Records supplied
-------------------------

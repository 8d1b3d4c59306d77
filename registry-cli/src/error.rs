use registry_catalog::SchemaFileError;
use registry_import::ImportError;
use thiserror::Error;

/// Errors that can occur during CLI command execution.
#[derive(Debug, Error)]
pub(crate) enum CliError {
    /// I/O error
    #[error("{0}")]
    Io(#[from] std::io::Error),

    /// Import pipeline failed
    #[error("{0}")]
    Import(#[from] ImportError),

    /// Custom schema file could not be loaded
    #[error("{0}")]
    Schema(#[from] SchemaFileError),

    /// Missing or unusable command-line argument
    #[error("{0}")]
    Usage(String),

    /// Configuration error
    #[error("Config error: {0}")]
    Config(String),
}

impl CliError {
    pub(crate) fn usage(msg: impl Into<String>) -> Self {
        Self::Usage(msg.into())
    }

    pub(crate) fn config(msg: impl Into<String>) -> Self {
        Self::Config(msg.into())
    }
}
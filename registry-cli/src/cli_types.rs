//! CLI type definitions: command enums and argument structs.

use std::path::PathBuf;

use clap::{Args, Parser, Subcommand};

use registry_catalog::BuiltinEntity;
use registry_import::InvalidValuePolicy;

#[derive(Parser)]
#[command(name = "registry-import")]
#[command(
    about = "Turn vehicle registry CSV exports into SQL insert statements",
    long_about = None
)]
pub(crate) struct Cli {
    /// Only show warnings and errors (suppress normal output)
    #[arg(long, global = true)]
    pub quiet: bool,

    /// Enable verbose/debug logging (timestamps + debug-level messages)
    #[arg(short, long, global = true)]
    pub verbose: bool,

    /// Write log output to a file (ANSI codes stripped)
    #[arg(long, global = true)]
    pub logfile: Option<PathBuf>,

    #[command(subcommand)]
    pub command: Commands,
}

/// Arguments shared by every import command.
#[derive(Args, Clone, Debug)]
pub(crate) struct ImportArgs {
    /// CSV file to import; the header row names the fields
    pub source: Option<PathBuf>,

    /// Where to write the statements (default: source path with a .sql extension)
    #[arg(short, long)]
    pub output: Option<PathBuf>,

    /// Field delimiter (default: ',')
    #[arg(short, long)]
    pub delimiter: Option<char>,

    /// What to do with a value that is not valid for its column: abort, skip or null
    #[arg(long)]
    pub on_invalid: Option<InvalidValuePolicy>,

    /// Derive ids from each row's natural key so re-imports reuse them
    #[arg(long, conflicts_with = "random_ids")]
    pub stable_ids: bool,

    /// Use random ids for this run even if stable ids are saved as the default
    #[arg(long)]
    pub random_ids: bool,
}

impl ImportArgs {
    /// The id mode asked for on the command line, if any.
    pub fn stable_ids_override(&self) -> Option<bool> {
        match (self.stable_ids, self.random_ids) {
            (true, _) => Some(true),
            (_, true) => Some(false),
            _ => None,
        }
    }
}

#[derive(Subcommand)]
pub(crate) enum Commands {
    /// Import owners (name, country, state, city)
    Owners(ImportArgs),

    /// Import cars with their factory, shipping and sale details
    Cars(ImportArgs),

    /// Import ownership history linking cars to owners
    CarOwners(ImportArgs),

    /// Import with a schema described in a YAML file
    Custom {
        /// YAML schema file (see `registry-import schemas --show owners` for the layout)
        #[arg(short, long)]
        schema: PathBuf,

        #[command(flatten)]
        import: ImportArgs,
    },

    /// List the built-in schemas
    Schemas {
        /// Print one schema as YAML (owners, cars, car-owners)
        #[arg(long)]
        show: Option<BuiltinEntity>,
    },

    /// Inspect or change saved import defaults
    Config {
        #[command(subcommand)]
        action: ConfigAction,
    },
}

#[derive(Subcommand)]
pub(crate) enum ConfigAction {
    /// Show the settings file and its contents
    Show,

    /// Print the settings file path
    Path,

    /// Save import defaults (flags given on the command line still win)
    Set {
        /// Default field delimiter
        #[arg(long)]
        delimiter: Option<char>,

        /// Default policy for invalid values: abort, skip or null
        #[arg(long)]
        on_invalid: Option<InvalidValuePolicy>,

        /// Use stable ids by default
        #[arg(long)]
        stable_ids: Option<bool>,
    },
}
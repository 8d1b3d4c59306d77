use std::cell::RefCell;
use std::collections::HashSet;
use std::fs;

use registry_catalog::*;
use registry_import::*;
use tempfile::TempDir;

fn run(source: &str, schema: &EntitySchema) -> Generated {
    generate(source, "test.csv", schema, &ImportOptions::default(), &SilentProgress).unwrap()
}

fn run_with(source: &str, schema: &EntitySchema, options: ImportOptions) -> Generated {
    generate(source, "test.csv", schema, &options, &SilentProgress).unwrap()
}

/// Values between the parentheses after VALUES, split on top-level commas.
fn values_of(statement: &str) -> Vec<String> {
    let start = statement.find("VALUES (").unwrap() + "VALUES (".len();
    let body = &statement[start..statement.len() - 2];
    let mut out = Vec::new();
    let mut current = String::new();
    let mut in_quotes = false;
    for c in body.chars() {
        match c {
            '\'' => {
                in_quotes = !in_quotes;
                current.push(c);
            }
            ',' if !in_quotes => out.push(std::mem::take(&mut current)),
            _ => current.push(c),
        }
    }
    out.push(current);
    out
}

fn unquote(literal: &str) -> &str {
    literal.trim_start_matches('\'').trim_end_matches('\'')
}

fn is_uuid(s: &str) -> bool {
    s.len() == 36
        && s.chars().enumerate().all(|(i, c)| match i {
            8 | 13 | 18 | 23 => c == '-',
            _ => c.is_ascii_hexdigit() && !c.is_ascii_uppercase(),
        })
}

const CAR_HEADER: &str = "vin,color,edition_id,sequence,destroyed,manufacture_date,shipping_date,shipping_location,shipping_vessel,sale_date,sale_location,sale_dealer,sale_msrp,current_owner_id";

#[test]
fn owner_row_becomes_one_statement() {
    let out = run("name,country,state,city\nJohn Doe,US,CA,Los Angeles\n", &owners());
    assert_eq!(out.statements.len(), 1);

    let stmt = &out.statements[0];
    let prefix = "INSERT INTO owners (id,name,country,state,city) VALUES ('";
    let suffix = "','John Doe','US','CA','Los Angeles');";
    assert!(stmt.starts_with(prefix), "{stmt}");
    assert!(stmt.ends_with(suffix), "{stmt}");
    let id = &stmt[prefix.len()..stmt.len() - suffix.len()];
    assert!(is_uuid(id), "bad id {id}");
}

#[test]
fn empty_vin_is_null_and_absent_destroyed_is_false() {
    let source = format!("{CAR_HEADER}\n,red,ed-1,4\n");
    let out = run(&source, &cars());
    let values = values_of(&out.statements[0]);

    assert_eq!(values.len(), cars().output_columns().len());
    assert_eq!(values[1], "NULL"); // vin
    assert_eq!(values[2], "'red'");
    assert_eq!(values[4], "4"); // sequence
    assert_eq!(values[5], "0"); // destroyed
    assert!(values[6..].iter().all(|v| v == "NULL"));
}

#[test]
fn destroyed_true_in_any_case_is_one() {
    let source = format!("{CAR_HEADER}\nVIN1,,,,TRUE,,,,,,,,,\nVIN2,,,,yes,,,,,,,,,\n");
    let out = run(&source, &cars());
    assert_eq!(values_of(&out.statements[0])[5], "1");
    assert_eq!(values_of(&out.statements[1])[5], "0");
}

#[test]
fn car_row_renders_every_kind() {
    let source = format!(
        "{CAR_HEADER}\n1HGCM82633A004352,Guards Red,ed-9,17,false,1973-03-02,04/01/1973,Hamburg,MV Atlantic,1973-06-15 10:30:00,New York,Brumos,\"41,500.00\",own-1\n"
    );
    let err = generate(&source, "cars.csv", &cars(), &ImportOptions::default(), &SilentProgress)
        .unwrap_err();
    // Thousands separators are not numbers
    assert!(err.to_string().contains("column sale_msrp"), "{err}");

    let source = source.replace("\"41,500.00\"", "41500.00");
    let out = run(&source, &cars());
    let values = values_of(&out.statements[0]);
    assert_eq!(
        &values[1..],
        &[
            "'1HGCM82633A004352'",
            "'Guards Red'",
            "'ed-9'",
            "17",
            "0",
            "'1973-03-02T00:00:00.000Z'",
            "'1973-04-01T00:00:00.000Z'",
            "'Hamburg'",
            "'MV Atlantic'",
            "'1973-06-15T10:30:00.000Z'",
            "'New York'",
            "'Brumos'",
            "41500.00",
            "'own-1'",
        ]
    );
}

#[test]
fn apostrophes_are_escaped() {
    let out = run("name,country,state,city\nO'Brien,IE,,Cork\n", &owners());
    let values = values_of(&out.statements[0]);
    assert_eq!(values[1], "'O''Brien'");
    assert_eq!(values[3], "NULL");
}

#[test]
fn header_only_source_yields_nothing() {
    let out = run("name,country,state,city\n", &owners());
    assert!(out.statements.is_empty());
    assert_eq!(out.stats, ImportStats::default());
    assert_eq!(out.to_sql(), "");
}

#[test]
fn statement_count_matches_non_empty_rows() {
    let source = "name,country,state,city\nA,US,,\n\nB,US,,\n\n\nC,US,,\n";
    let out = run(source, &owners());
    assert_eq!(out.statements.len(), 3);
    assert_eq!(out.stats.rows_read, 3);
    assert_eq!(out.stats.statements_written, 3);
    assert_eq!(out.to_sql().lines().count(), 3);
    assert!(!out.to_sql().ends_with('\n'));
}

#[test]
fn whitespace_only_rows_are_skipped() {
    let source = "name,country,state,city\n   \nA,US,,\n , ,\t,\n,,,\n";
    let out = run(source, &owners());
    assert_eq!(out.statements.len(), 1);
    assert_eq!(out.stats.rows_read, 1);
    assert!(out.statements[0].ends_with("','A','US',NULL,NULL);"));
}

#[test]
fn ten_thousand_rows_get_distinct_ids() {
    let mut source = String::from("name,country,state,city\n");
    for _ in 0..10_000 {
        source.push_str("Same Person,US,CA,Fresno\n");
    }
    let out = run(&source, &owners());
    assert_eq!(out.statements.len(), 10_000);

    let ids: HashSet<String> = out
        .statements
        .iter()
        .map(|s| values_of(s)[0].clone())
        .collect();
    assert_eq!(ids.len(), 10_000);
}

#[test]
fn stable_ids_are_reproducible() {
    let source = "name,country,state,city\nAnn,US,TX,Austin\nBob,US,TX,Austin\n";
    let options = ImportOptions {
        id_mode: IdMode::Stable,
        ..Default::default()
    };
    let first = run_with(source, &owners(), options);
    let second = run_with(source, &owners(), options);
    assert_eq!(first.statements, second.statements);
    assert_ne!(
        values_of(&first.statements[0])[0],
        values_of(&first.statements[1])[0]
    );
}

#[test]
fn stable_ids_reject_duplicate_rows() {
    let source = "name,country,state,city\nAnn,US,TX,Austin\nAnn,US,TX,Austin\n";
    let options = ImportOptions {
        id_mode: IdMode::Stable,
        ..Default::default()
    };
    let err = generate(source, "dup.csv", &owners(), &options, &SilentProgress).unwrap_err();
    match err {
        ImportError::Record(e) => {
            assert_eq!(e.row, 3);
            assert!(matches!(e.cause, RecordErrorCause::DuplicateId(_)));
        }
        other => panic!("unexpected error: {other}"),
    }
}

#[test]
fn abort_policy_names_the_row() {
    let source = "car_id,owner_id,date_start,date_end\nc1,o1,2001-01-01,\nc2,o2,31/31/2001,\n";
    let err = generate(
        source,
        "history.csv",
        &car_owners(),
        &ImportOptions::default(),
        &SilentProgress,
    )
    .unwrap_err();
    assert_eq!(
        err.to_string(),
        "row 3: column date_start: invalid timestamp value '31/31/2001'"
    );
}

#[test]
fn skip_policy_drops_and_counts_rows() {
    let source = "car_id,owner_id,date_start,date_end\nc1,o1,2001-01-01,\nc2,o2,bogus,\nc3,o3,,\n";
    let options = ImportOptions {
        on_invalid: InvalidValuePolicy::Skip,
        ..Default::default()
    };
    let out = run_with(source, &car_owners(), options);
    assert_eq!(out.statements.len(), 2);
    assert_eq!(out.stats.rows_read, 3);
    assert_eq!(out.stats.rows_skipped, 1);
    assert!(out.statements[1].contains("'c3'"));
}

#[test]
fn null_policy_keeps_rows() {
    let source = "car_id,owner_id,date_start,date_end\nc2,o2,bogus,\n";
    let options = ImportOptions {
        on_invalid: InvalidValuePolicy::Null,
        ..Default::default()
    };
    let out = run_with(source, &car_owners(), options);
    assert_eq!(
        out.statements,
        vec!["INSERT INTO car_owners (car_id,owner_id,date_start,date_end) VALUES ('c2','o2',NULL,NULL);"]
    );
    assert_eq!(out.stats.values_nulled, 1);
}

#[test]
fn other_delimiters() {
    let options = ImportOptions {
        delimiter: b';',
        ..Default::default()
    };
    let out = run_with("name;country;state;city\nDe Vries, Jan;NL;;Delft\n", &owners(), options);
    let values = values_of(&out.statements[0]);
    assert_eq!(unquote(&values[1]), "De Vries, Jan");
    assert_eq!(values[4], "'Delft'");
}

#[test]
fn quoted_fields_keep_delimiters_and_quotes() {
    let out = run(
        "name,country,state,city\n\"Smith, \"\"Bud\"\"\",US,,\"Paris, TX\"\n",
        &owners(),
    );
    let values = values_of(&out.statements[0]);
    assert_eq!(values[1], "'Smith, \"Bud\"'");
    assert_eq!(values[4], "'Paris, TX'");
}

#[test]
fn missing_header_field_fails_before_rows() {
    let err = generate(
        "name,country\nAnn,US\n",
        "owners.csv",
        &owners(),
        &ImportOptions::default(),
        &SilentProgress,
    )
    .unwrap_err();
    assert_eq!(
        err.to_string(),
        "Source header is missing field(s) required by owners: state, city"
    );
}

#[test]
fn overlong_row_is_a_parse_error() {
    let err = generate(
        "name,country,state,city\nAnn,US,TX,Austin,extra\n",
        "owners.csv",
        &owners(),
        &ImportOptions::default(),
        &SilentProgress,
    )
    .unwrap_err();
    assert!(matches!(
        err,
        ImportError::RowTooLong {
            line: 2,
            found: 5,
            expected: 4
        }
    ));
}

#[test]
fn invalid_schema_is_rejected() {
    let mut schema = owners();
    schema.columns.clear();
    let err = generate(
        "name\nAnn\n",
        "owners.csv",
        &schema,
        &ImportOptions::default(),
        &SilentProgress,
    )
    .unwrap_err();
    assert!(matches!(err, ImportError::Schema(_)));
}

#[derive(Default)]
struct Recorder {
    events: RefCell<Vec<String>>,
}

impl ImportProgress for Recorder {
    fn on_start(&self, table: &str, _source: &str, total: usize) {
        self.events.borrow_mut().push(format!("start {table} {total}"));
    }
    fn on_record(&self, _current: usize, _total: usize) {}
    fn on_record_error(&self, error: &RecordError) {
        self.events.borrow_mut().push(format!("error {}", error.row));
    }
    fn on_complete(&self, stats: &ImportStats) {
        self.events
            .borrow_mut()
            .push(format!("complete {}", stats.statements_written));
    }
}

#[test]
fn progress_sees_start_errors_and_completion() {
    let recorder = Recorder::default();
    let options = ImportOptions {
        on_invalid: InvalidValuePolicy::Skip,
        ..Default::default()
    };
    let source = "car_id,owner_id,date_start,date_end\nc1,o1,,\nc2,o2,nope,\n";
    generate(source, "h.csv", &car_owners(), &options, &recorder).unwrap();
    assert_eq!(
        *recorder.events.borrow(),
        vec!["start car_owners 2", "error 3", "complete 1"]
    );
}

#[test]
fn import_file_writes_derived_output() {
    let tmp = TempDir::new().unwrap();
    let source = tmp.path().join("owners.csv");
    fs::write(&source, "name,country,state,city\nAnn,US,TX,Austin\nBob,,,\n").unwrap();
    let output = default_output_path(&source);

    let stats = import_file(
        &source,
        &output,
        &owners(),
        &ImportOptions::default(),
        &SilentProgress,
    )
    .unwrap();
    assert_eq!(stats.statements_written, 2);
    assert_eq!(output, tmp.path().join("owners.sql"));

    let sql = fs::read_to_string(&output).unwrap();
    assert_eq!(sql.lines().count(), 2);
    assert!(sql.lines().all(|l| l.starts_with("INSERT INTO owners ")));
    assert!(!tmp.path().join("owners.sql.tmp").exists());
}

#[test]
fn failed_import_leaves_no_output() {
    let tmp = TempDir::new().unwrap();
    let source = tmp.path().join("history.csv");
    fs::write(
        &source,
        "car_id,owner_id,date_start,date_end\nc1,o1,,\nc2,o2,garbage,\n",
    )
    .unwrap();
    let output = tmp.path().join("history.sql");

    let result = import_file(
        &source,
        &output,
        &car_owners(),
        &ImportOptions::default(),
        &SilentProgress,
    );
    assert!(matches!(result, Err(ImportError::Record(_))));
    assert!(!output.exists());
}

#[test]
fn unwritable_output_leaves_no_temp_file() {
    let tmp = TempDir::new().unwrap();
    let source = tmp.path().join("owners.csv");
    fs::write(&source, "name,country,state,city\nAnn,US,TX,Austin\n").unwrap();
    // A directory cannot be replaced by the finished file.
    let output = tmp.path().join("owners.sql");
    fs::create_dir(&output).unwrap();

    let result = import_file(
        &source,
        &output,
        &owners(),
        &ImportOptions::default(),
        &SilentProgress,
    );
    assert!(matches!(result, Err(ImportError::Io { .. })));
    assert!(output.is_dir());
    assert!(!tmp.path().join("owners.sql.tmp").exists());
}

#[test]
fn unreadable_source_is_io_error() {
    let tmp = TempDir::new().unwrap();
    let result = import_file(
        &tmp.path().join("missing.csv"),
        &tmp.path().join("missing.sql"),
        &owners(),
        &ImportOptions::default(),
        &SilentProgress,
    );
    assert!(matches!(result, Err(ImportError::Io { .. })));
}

-------------------------

Aim of the task
Say how many lines in the listing above include "short". Give nothing but the number.

The answer
4